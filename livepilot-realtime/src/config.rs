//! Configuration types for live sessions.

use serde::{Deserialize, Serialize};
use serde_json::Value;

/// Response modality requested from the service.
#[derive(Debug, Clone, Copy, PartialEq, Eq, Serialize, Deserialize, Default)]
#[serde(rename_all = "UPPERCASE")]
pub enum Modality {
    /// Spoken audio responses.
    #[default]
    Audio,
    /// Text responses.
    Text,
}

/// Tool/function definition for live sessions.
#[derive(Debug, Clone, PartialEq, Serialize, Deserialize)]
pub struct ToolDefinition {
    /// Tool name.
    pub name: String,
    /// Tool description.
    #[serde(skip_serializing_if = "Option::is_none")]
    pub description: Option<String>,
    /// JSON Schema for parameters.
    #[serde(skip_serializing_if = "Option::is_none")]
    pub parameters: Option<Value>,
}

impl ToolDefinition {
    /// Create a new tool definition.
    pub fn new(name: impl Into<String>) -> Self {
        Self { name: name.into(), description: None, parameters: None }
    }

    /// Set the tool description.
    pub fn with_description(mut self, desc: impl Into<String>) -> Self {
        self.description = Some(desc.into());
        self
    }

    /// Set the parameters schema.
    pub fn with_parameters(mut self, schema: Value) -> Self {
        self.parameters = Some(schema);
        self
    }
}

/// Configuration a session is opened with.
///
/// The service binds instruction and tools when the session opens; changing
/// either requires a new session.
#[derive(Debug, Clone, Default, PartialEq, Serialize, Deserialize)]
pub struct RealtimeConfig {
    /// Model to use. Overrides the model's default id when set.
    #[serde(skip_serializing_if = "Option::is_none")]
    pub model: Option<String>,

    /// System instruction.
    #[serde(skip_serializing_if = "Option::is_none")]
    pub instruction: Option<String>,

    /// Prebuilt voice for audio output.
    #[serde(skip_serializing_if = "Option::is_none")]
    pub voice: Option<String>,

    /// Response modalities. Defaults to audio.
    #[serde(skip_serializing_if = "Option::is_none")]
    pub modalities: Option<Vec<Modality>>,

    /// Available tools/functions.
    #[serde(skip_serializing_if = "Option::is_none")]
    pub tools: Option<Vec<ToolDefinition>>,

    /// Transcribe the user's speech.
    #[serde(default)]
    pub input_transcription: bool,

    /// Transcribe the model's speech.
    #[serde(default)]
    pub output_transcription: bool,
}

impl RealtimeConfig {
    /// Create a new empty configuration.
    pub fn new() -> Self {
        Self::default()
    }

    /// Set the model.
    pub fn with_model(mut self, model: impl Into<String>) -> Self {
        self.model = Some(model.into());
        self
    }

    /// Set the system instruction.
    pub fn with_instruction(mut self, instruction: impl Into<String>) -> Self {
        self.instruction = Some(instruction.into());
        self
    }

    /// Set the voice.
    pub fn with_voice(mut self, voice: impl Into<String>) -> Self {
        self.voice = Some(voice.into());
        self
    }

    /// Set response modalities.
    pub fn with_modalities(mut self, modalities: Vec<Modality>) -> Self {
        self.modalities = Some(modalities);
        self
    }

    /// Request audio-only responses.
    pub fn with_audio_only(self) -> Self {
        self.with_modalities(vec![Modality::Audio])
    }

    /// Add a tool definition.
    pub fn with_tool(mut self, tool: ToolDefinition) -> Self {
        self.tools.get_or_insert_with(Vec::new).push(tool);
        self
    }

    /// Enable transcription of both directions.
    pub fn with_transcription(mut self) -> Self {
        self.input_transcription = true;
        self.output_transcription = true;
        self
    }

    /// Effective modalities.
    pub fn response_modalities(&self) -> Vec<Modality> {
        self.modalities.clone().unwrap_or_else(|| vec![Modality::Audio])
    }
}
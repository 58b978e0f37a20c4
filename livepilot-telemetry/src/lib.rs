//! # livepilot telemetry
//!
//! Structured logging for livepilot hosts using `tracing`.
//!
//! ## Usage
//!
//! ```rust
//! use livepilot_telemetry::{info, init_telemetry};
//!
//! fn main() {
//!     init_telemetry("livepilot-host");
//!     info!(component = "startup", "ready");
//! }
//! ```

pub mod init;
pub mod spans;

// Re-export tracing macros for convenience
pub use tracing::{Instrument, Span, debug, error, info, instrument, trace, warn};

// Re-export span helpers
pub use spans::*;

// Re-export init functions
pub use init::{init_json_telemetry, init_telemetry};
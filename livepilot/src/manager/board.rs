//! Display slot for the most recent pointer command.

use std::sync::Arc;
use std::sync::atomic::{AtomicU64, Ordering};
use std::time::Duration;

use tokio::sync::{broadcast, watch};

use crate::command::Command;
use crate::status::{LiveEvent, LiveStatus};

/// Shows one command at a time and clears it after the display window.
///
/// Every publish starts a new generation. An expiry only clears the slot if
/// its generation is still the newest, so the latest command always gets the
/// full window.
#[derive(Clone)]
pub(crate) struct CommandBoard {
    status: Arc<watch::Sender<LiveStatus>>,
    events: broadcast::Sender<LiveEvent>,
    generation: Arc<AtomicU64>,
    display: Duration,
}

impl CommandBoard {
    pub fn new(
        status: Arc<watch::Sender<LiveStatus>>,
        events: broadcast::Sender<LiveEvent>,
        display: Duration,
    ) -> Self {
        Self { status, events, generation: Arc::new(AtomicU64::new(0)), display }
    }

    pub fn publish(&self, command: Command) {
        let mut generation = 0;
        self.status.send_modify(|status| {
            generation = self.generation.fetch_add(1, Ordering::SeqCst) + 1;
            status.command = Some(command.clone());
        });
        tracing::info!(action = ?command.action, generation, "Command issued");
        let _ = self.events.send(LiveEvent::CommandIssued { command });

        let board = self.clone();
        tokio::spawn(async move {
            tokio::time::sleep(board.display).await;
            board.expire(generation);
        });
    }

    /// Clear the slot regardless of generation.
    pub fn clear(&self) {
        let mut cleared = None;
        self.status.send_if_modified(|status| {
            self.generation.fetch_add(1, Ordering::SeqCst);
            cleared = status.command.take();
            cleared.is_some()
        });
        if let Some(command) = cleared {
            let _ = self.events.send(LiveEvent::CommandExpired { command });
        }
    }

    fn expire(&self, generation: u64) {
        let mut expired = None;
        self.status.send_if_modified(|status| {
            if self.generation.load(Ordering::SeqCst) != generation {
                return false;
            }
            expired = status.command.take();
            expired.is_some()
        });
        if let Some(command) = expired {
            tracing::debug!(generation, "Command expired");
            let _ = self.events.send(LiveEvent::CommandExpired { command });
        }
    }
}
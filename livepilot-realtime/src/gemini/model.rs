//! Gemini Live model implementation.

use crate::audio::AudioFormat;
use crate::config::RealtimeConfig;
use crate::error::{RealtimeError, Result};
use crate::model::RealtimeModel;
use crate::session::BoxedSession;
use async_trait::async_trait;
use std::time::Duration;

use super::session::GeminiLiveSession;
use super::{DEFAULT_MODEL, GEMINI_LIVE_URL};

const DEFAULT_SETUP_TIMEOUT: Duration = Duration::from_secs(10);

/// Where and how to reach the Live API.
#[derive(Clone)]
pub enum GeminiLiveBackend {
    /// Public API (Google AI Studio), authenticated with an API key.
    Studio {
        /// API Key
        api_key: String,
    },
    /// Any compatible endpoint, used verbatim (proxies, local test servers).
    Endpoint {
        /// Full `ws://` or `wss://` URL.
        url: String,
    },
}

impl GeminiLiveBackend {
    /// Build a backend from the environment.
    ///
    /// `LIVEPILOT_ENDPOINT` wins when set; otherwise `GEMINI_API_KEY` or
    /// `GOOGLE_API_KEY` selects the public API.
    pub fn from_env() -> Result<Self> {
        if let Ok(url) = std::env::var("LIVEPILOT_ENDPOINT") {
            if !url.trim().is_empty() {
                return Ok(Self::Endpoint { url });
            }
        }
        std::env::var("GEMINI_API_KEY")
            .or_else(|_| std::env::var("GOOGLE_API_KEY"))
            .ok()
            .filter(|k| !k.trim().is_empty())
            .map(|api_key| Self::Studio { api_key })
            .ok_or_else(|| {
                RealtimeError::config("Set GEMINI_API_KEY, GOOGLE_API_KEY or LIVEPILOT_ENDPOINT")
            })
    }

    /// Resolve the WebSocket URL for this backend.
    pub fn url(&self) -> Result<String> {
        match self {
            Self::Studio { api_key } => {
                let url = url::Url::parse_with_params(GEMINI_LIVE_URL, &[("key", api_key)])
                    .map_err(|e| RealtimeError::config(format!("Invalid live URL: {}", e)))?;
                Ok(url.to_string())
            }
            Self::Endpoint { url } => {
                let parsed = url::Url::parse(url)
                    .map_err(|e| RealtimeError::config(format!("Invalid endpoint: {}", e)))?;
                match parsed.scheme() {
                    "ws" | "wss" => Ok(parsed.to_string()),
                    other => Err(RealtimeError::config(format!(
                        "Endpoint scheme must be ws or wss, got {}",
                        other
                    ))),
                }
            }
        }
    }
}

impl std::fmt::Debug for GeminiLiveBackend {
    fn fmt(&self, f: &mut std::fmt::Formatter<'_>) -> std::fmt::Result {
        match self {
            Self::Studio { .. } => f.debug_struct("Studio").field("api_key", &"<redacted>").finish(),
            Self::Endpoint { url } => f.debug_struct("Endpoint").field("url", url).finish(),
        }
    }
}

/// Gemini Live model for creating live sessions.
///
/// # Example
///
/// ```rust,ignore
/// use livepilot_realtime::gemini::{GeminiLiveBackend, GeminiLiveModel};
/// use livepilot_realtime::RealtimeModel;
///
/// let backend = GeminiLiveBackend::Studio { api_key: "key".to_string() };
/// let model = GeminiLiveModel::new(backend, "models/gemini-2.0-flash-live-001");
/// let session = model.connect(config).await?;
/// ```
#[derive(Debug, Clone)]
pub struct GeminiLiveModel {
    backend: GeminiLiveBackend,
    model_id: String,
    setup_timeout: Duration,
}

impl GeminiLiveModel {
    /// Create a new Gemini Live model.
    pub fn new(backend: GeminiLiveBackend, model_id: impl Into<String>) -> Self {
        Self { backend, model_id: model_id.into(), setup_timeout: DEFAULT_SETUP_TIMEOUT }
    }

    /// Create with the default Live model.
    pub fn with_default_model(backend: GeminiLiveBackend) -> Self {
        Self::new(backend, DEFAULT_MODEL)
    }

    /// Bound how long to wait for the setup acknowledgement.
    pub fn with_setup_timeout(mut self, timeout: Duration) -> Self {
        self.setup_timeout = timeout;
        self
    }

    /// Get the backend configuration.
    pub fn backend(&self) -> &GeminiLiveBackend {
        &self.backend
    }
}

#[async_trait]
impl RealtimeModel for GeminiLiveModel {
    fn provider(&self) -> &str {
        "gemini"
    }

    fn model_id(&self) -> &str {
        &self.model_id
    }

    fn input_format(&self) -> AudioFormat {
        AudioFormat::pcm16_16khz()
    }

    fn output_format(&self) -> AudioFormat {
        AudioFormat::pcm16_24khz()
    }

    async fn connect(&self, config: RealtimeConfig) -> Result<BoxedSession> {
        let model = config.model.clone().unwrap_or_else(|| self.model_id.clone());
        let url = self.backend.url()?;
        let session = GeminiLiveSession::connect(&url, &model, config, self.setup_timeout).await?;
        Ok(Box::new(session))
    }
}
--
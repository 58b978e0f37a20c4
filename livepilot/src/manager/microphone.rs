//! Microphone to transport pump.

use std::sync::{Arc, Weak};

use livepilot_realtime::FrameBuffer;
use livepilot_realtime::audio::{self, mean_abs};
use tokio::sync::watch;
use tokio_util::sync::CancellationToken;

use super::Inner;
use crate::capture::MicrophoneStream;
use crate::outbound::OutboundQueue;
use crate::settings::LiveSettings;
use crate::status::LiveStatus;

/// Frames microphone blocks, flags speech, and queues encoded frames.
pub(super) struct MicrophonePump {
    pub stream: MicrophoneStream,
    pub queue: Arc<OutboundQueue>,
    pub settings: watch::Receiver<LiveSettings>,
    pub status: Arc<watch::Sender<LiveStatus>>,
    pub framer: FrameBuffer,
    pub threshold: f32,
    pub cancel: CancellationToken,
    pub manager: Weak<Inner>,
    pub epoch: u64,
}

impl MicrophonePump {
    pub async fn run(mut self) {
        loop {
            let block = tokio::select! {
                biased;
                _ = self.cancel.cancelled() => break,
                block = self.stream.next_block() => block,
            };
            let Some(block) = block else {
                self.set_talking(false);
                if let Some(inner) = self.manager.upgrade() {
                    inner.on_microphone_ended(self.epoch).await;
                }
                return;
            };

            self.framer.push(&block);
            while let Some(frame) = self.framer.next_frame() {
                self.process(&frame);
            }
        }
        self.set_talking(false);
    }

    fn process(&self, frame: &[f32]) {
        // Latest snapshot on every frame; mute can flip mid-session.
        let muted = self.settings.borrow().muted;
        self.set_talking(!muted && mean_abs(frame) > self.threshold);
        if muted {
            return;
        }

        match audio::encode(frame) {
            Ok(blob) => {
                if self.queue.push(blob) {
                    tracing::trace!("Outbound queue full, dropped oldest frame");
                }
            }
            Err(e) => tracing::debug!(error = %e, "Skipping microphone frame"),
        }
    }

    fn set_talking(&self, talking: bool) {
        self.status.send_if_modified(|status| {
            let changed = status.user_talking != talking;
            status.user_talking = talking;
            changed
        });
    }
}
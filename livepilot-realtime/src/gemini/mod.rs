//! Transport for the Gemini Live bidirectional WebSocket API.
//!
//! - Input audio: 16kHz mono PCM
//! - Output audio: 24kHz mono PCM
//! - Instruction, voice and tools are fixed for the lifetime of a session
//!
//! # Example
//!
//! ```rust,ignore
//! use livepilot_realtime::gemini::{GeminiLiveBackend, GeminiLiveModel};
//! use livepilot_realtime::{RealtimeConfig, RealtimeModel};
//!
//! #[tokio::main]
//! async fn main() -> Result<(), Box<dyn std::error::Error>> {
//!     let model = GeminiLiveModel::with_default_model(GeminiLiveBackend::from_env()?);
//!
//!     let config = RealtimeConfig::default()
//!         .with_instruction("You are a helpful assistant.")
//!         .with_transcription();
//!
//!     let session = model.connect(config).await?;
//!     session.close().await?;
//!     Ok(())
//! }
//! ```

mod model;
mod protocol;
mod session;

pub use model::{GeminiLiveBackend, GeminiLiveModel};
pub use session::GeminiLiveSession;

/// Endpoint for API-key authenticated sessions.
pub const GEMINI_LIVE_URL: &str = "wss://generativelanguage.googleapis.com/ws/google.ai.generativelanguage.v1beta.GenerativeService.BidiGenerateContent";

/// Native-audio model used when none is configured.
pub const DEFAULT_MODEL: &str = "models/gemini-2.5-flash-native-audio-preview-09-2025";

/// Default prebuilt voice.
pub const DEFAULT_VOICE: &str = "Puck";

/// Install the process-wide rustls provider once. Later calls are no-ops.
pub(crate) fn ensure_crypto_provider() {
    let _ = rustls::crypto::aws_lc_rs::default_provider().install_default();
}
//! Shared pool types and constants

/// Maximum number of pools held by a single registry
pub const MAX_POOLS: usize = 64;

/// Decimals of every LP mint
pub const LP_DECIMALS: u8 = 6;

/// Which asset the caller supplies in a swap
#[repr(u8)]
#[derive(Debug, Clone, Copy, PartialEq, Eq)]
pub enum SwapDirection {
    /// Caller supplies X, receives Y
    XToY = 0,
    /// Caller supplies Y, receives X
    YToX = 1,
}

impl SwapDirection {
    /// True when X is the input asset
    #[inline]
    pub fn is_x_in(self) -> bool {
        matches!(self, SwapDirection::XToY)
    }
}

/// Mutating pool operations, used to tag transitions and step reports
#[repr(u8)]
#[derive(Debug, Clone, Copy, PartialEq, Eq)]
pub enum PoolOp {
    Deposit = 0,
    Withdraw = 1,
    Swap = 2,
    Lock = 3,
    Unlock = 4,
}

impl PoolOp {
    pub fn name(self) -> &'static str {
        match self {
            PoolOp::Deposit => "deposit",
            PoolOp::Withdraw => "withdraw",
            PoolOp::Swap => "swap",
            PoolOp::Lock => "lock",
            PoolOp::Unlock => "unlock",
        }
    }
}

## Task brief
Review the material and copy each line in which the word "RealtimeError" appears.

## Your solution
use crate::error::{RealtimeError, Result};
                RealtimeError::config("Set GEMINI_API_KEY, GOOGLE_API_KEY or LIVEPILOT_ENDPOINT")
                    .map_err(|e| RealtimeError::config(format!("Invalid live URL: {}", e)))?;
                    .map_err(|e| RealtimeError::config(format!("Invalid endpoint: {}", e)))?;
                    other => Err(RealtimeError::config(format!(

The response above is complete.